Nie było żadnego „ale” – jakiekolwiek wątpliwości względem tej maszynki nie miały miejsca bytu. Wszystko było piękne. Tak piękne, że na siłę szukałem wręcz jakiegoś podstępu, haczyka, czegoś co uświadczyłoby mnie w przekonaniu, że przy tej klasy kołowrotkach innych producentów, nie płacę dużo więcej tylko za markę. Niestety i na szczęście, podstępu nie było.
Budowa
Jak już wspomniałem, kołowrotek ten wykonano w dużej mierze z grafitu. Nie jest to jednak ten rodzaj tworzywa, które spotkać możecie w najtańszych młynkach – w Quartz Pro Spin wierzchnia warstwa grafitu jest stosunkowo miękka, dzięki czemu znacznie lepiej znosi wszelkie obicia czy zarysowania. Na dowód dodam, że dołączone do artykułu zdjęcia, wykonane były po przeszło roku użytkowania.
Zarówno szpulę główną, jak i zapasową, wykonano z aluminium. Nie musze mówić chyba, jakie korzyści to za sobą niesie. W każdym razie, metalowa szpula świetnie usztywnia całą konstrukcję, podobnie jak aluminiowa rączka i pogrubiony kabłąk.
W Quartz Pro Spin znajdziemy aż 10 wysokiej klasy łożysk, w tym łożysko oporowe. Zapewniają one bardzo cichą i płynną pracę, nawet przy dużym obciążeniu, w postaci ciężkich przynęt – woblerów czy wahadłówek.
Design samego kołowrotka to kwestia gustu, choć do mojego akurat przypadł, i to bardzo. Połączenie koloru srebrnego z miedzianymi wstawkami robi duże wrażenie i powinno zadowolić nawet tych, którzy kupują głównie oczami.
W praktyce
Szpula główna mieści 150 metrów żyłki bądź plecionki, o średnicy 0,25mm. Zapasowa jest natomiast nieco większa – pomieści aż 150 metrów, linki o średnicy 0,30mm.
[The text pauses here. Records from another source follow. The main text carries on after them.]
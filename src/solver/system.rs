//! Residual system of a coupled group.

use std::collections::HashMap;

use crate::error::Result;
use crate::model::{ComponentId, Graph, VarId};

/// The unknowns of a coupled group and their residual equations.
///
/// Unknowns are the outputs of every member, member by member in
/// schedule order. Explicit members contribute `y - f(x)`, implicit members
/// their own residuals, so row `i` of the residual belongs to unknown `i`.
#[derive(Debug, Clone)]
pub struct GroupSystem {
    members: Vec<ComponentId>,
    unknowns: Vec<VarId>,
    offsets: HashMap<VarId, usize>,
    size: usize,
}

impl GroupSystem {
    pub fn new(graph: &Graph, members: &[ComponentId]) -> Self {
        let mut unknowns = Vec::new();
        let mut offsets = HashMap::new();
        let mut size = 0;
        for &member in members {
            for &var in &graph.component(member).outputs {
                unknowns.push(var);
                offsets.insert(var, size);
                size += graph.value(var).len();
            }
        }
        Self {
            members: members.to_vec(),
            unknowns,
            offsets,
            size,
        }
    }

    pub fn members(&self) -> &[ComponentId] {
        &self.members
    }

    /// Output variables solved for, in row order.
    pub fn unknowns(&self) -> &[VarId] {
        &self.unknowns
    }

    /// First row of an unknown, `None` if the variable is not one.
    pub fn offset(&self, var: VarId) -> Option<usize> {
        self.offsets.get(&var).copied()
    }

    /// Total number of scalar unknowns.
    pub fn size(&self) -> usize {
        self.size
    }

    /// Current values of all unknowns as one vector.
    pub fn gather(&self, graph: &Graph) -> Vec<f64> {
        let mut u = Vec::with_capacity(self.size);
        for &var in &self.unknowns {
            u.extend_from_slice(graph.value(var));
        }
        u
    }

    /// Write a vector of unknowns back into the graph.
    pub fn scatter(&self, graph: &mut Graph, u: &[f64]) {
        for &var in &self.unknowns {
            let start = self.offsets[&var];
            let value = graph.value_mut(var);
            let end = start + value.len();
            value.copy_from_slice(&u[start..end]);
        }
    }

    /// Residual vector at the current state of the graph.
    pub fn residual(&self, graph: &mut Graph) -> Result<Vec<f64>> {
        let mut r = Vec::with_capacity(self.size);
        for &member in &self.members {
            for block in graph.residuals_of(member)? {
                r.extend(block);
            }
        }
        Ok(r)
    }
}
//! Driver seam for optimizers.

use log::info;

use super::{EvaluationPoint, Problem};
use crate::error::Result;

/// Something that decides where a [`Problem`] is evaluated.
///
/// Optimizers implement this on top of [`Problem::evaluate`],
/// [`Problem::evaluate_with_totals`] and [`Problem::design_bounds`].
pub trait Driver {
    /// Drive the problem and return the final point.
    fn run(&mut self, problem: &mut Problem) -> Result<EvaluationPoint>;
}

/// Evaluate once at the current design point.
#[derive(Debug, Clone, Copy, Default)]
pub struct RunOnce {
    /// Also compute total derivatives
    pub totals: bool,
}

impl RunOnce {
    pub fn new() -> Self {
        Self::default()
    }

    pub fn with_totals(mut self) -> Self {
        self.totals = true;
        self
    }
}

impl Driver for RunOnce {
    fn run(&mut self, problem: &mut Problem) -> Result<EvaluationPoint> {
        let design = problem.design_vector();
        let point = if self.totals {
            problem.evaluate_with_totals(&design)?
        } else {
            problem.evaluate(&design)?
        };
        info!(
            "run once: objective {:.6e}, {} constraint value(s)",
            point.objective,
            point.constraints.len()
        );
        Ok(point)
    }
}
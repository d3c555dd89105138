//! mdo - evaluate a multidisciplinary model description
//!
//! Loads a JSON model, converges every coupled group and prints the
//! resulting outputs.
//!
//! # Usage
//!
//! ```bash
//! mdo sellar.json --strategy gauss_seidel --set dvs.z=4,1 --dot sellar.dot -vv
//! ```

use std::fs::File;
use std::io::{self, BufWriter};
use std::path::PathBuf;

use clap::{ArgAction, Parser, ValueEnum};
use log::{LevelFilter, Log, Metadata, Record};
use mdo_core::{
    error::{MdoError, Result},
    model::Schedule,
    problem::{Driver, RunOnce},
    report,
    solver::{LineSearchConfig, Strategy},
    ModelSpec, Problem,
};

/// Evaluate an MDO model description
#[derive(Parser, Debug)]
#[command(author, version, about, long_about = None)]
struct Args {
    /// Path to the model description (.json)
    #[arg(value_name = "MODEL_FILE")]
    model_file: PathBuf,

    /// Nonlinear strategy for groups without their own solver
    #[arg(long, value_enum)]
    strategy: Option<StrategyArg>,

    /// Iteration cap per group
    #[arg(long)]
    max_iterations: Option<usize>,

    /// Absolute residual tolerance
    #[arg(long)]
    atol: Option<f64>,

    /// Relative residual tolerance
    #[arg(long)]
    rtol: Option<f64>,

    /// Enable Newton backtracking line search
    #[arg(long)]
    line_search: bool,

    /// Override a value before evaluating, e.g. `dvs.z=4,1`
    #[arg(long = "set", value_name = "PATH=VALUE", value_parser = parse_assignment)]
    set: Vec<(String, Vec<f64>)>,

    /// Also write the component graph in DOT format
    #[arg(long, value_name = "DOT_FILE")]
    dot: Option<PathBuf>,

    /// Increase log verbosity (-v info, -vv debug)
    #[arg(short, long, action = ArgAction::Count)]
    verbose: u8,
}

#[derive(Debug, Clone, Copy, ValueEnum)]
enum StrategyArg {
    GaussSeidel,
    Newton,
}

impl From<StrategyArg> for Strategy {
    fn from(arg: StrategyArg) -> Self {
        match arg {
            StrategyArg::GaussSeidel => Strategy::GaussSeidel,
            StrategyArg::Newton => Strategy::Newton,
        }
    }
}

fn parse_assignment(s: &str) -> std::result::Result<(String, Vec<f64>), String> {
    let (path, value) = s
        .split_once('=')
        .ok_or_else(|| format!("expected PATH=VALUE, got '{}'", s))?;
    let values = value
        .split(',')
        .map(|v| v.trim().parse::<f64>().map_err(|e| format!("'{}': {}", v, e)))
        .collect::<std::result::Result<Vec<_>, _>>()?;
    Ok((path.trim().to_string(), values))
}

/// Minimal logger writing `LEVEL target: message` lines to stderr.
struct StderrLogger;

static LOGGER: StderrLogger = StderrLogger;

impl Log for StderrLogger {
    fn enabled(&self, metadata: &Metadata) -> bool {
        metadata.level() <= log::max_level()
    }

    fn log(&self, record: &Record) {
        if self.enabled(record.metadata()) {
            eprintln!("{:<5} {}: {}", record.level(), record.target(), record.args());
        }
    }

    fn flush(&self) {}
}

fn init_logging(verbose: u8) {
    let level = match verbose {
        0 => LevelFilter::Warn,
        1 => LevelFilter::Info,
        _ => LevelFilter::Debug,
    };
    if log::set_logger(&LOGGER).is_ok() {
        log::set_max_level(level);
    }
}

fn main() -> Result<()> {
    let args = Args::parse();
    init_logging(args.verbose);

    // Load the model and apply command line overrides
    let mut spec = ModelSpec::load(&args.model_file)?;
    if let Some(strategy) = args.strategy {
        spec.solver.strategy = strategy.into();
    }
    if let Some(max_iterations) = args.max_iterations {
        spec.solver.max_iterations = max_iterations;
    }
    if let Some(atol) = args.atol {
        spec.solver.atol = atol;
    }
    if let Some(rtol) = args.rtol {
        spec.solver.rtol = rtol;
    }
    if args.line_search {
        spec.solver.line_search = Some(LineSearchConfig::default());
    }
    for (path, value) in args.set {
        spec.values.insert(path, value);
    }

    let mut problem = Problem::from_spec(&spec)?;

    if let Some(path) = &args.dot {
        let schedule = Schedule::build(problem.graph(), problem.solver())?;
        let file = File::create(path).map_err(|e| MdoError::ReportError {
            message: format!("{}: {}", path.display(), e),
        })?;
        report::write_dot(problem.graph(), &schedule, &mut BufWriter::new(file))?;
    }

    // Evaluate, through the bindings when the model has an objective
    let (evaluation, point) = if problem.objective().is_some() {
        let point = RunOnce::new().run(&mut problem)?;
        (point.report.clone(), Some(point))
    } else {
        (problem.run()?, None)
    };

    report::write_listing(problem.graph(), &evaluation, &mut io::stdout().lock())?;

    if let Some(point) = point {
        println!();
        println!("Objective: {:.8e}", point.objective);
        let tol = problem.solver().atol.max(1e-8);
        for (path, value, satisfied) in problem.constraint_status(tol) {
            let mark = if satisfied { "ok" } else { "VIOLATED" };
            println!("  {:<24} {:.8e} {}", path, value, mark);
        }
    }

    evaluation.into_result()?;
    Ok(())
}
Jest to często aż nadto duża pojemność, więc w wielu przypadkach musimy liczyć się, z koniecznością skorzystania z podkładu.
Hamulec działa precyzyjnie i z dość dużą precyzją, choć czasami odnosiłem wrażenie, że terkotka mogłaby być głośniejsza – dopóki nie oswoimy się z kołowrotkiem, by stroić hamulec na wyczucie, ciężko czasem podkręcić go właściwie, bez patrzenia na niego. Na ogromny plus zaliczam gumową uszczelkę umieszczoną pod pokrętłem, która świetnie chroni hamulec przed działaniem wody i wilgoci, gdy łowimy w ulewnym deszczu.
Mechanizmy działają płynnie, nie ma mowy o jakichkolwiek przycięciach. Co ważne – kołowrotek jest idealnie wyważony, więc nawet przy korzystaniu ze zbyt lekkiej wędki, nie odczujemy w trakcie kręcenia nieprzyjemnych wibracji.
Nawój stoi na rewelacyjnym w mojej opinii poziomie i ze świecą szukać drugiego takiego kołowrotka za te pieniądze. Tyczy się to zarówno żyłki, jak i plecionki. Nie ma mowy o nawijaniu zwojów pod spód, czy o jakimkolwiek stożku – linka układa się równo po sam brzeg szpuli. A wszystko to za sprawą dobrego spasowania elementów, oraz stosunkowo szerokiej rolki prowadzącej.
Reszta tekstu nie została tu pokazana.